When a motorcyclist is killed in Costa Mesa, insurance companies aggressively argue that the rider was at fault — claiming they were speeding, lane-splitting improperly, or not wearing proper gear. These arguments are predictable, and Gallo Law anticipates every one of them. Gallo Law’s Orange County motorcycle accident lawyer counters fault arguments with accident reconstruction evidence, traffic camera footage, and a liability narrative built around what the driver failed to do — not what the rider was wearing.
Bicycle Accidents
Costa Mesa recorded a 134% increase in bicycle crashes between 2019 and 2023 — one of the most dramatic increases of any city in Orange County. The Santa Ana River Trail, which runs along Costa Mesa’s eastern edge with multiple street crossing points, is the city’s highest-risk cycling corridor. Fairview Road, Placentia Avenue, and Victoria Street are among Costa Mesa’s most documented bicycle crash corridors, with crashes at uncontrolled intersections and trail access points generating consistent serious and fatal outcomes.
When a cyclist is killed in Costa Mesa, the family’s wrongful death claim can include lost lifetime income, loss of companionship, and full non-economic damages. Gallo Law’s Costa Mesa bicycle accident lawyer works with digital evidence specialists to preserve GPS and Strava data, traffic camera footage, and physical evidence that establishes exactly what happened — and counters the insurance company’s attempt to blame the rider.
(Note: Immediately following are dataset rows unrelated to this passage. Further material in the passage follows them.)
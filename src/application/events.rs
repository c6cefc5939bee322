//! Change notification for store subscribers.
//!
//! Every committed mutation publishes one [`StoreChange`] so views can
//! re-read the collections they render. Publishing never blocks and never
//! fails the mutation; a feed with no subscribers simply drops events.

use std::sync::atomic::{AtomicU64, Ordering};

use time::OffsetDateTime;
use tokio::sync::broadcast;
use uuid::Uuid;

const FEED_CAPACITY: usize = 256;

/// Monotonic epoch for ordering changes within this process.
pub type Epoch = u64;

/// One committed mutation, as observed by subscribers.
#[derive(Debug, Clone)]
pub struct StoreChange {
    /// Unique identifier for idempotency.
    pub id: Uuid,
    /// Monotonic epoch for ordering within this process.
    pub epoch: Epoch,
    pub kind: ChangeKind,
    pub timestamp: OffsetDateTime,
}

/// What part of the store changed.
#[derive(Debug, Clone, PartialEq)]
pub enum ChangeKind {
    /// The content aggregate changed at the given dotted path.
    ContentUpdated { path: String },
    /// Design tokens were applied; carries the resolved CSS custom
    /// properties so a live-preview subscriber can inject them immediately.
    DesignApplied { variables: Vec<(String, String)> },
    MediaChanged,
    GalleryChanged,
    SubmissionsChanged,
    BlogChanged,
    EmailLogged,
    /// The active language changed.
    LanguageChanged { language: crate::domain::types::Language },
}

/// Broadcast feed of committed mutations.
#[derive(Debug)]
pub struct ChangeFeed {
    sender: broadcast::Sender<StoreChange>,
    epoch: AtomicU64,
}

impl ChangeFeed {
    pub fn new() -> Self {
        let (sender, _) = broadcast::channel(FEED_CAPACITY);
        Self {
            sender,
            epoch: AtomicU64::new(0),
        }
    }

    /// Register a new subscriber. Only changes published after this call are
    /// observed.
    pub fn subscribe(&self) -> broadcast::Receiver<StoreChange> {
        self.sender.subscribe()
    }

    /// Publish a change to all current subscribers.
    pub fn publish(&self, kind: ChangeKind) -> Epoch {
        let epoch = self.epoch.fetch_add(1, Ordering::Relaxed) + 1;
        let change = StoreChange {
            id: Uuid::new_v4(),
            epoch,
            kind,
            timestamp: OffsetDateTime::now_utc(),
        };
        // An Err here only means nobody is listening.
        let _ = self.sender.send(change);
        epoch
    }

    pub fn current_epoch(&self) -> Epoch {
        self.epoch.load(Ordering::Relaxed)
    }
}

impl Default for ChangeFeed {
    fn default() -> Self {
        Self::new()
    }
}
Given Gallo Law’s established presence in Costa Mesa bicycle accident cases, families who have lost a cyclist in Costa Mesa have a local attorney with specific experience in exactly this crash type.
Hit and Run Deaths
Hit and run crashes represent one of the most devastating wrongful death scenarios — a driver causes a death and flees, leaving the family without an immediate responsible party to pursue. Between 2014 and 2023, Costa Mesa recorded hit and run fatal crashes at a rate consistent with Orange County’s overall average of 10.5% — meaning roughly 1 in every 10 fatal crashes in Costa Mesa involved a driver who fled.
When a driver flees after causing a death in Costa Mesa, the evidence window closes fast. Traffic cameras on Newport Boulevard, Harbor Boulevard, and the commercial corridors around South Coast Plaza cover significant portions of the city — but footage is typically overwritten within 24 to 72 hours. Gallo Law moves immediately to preserve every available source of identification and evidence. Even when the driver is never identified, a wrongful death claim may proceed through your own uninsured motorist coverage. These cases require legal strategy from the first day — not after a standard investigation has already begun.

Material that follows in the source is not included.